Dataset entries
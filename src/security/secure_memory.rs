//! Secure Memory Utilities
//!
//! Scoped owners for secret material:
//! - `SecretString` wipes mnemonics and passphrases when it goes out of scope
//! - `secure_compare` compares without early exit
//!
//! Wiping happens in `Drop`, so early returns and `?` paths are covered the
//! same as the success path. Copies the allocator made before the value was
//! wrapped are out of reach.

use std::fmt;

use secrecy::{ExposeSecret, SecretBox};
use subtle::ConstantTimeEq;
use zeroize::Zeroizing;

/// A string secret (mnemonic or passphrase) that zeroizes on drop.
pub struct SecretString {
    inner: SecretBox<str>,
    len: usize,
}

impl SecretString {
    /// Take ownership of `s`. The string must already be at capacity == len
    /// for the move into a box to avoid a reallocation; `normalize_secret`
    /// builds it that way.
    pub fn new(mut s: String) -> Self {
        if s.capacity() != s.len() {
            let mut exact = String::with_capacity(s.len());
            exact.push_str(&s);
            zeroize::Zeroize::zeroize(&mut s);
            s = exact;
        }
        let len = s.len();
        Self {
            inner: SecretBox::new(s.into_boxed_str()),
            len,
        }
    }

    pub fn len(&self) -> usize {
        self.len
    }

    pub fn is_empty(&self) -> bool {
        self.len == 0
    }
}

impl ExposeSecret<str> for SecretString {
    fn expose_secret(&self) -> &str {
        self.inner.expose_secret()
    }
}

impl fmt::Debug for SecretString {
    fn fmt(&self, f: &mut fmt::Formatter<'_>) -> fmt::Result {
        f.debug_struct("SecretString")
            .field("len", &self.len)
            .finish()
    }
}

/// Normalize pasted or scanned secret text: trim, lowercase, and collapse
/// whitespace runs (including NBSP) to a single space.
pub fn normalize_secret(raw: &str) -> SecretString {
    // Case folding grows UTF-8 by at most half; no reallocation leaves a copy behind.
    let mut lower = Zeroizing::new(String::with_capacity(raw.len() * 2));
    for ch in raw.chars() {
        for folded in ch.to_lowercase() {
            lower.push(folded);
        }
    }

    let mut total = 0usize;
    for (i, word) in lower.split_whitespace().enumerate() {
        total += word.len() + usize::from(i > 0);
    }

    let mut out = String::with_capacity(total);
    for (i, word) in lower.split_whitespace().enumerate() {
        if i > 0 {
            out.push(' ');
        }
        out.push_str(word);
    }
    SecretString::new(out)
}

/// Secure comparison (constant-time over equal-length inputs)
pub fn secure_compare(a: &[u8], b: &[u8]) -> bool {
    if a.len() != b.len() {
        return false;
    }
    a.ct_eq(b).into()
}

▶ Directions
Copy the records above exactly.

▶ Result
filename src/security/secure_memory.rs
//! Secure Memory Utilities
//!
//! Scoped owners for secret material:
//! - `SecretString` wipes mnemonics and passphrases when it goes out of scope
//! - `secure_compare` compares without early exit
//!
//! Wiping happens in `Drop`, so early returns and `?` paths are covered the
//! same as the success path. Copies the allocator made before the value was
//! wrapped are out of reach.

use std::fmt;

use secrecy::{ExposeSecret, SecretBox};
use subtle::ConstantTimeEq;
use zeroize::Zeroizing;

/// A string secret (mnemonic or passphrase) that zeroizes on drop.
pub struct SecretString {
    inner: SecretBox<str>,
    len: usize,
}

impl SecretString {
    /// Take ownership of `s`. The string must already be at capacity == len
    /// for the move into a box to avoid a reallocation; `normalize_secret`
    /// builds it that way.
    pub fn new(mut s: String) -> Self {
        if s.capacity() != s.len() {
            let mut exact = String::with_capacity(s.len());
            exact.push_str(&s);
            zeroize::Zeroize::zeroize(&mut s);
            s = exact;
        }
        let len = s.len();
        Self {
            inner: SecretBox::new(s.into_boxed_str()),
            len,
        }
    }

    pub fn len(&self) -> usize {
        self.len
    }

    pub fn is_empty(&self) -> bool {
        self.len == 0
    }
}

impl ExposeSecret<str> for SecretString {
    fn expose_secret(&self) -> &str {
        self.inner.expose_secret()
    }
}

impl fmt::Debug for SecretString {
    fn fmt(&self, f: &mut fmt::Formatter<'_>) -> fmt::Result {
        f.debug_struct("SecretString")
            .field("len", &self.len)
            .finish()
    }
}

/// Normalize pasted or scanned secret text: trim, lowercase, and collapse
/// whitespace runs (including NBSP) to a single space.
pub fn normalize_secret(raw: &str) -> SecretString {
    // Case folding grows UTF-8 by at most half; no reallocation leaves a copy behind.
    let mut lower = Zeroizing::new(String::with_capacity(raw.len() * 2));
    for ch in raw.chars() {
        for folded in ch.to_lowercase() {
            lower.push(folded);
        }
    }

    let mut total = 0usize;
    for (i, word) in lower.split_whitespace().enumerate() {
        total += word.len() + usize::from(i > 0);
    }

    let mut out = String::with_capacity(total);
    for (i, word) in lower.split_whitespace().enumerate() {
        if i > 0 {
            out.push(' ');
        }
        out.push_str(word);
    }
    SecretString::new(out)
}

/// Secure comparison (constant-time over equal-length inputs)
pub fn secure_compare(a: &[u8], b: &[u8]) -> bool {
    if a.len() != b.len() {
        return false;
    }
    a.ct_eq(b).into()
}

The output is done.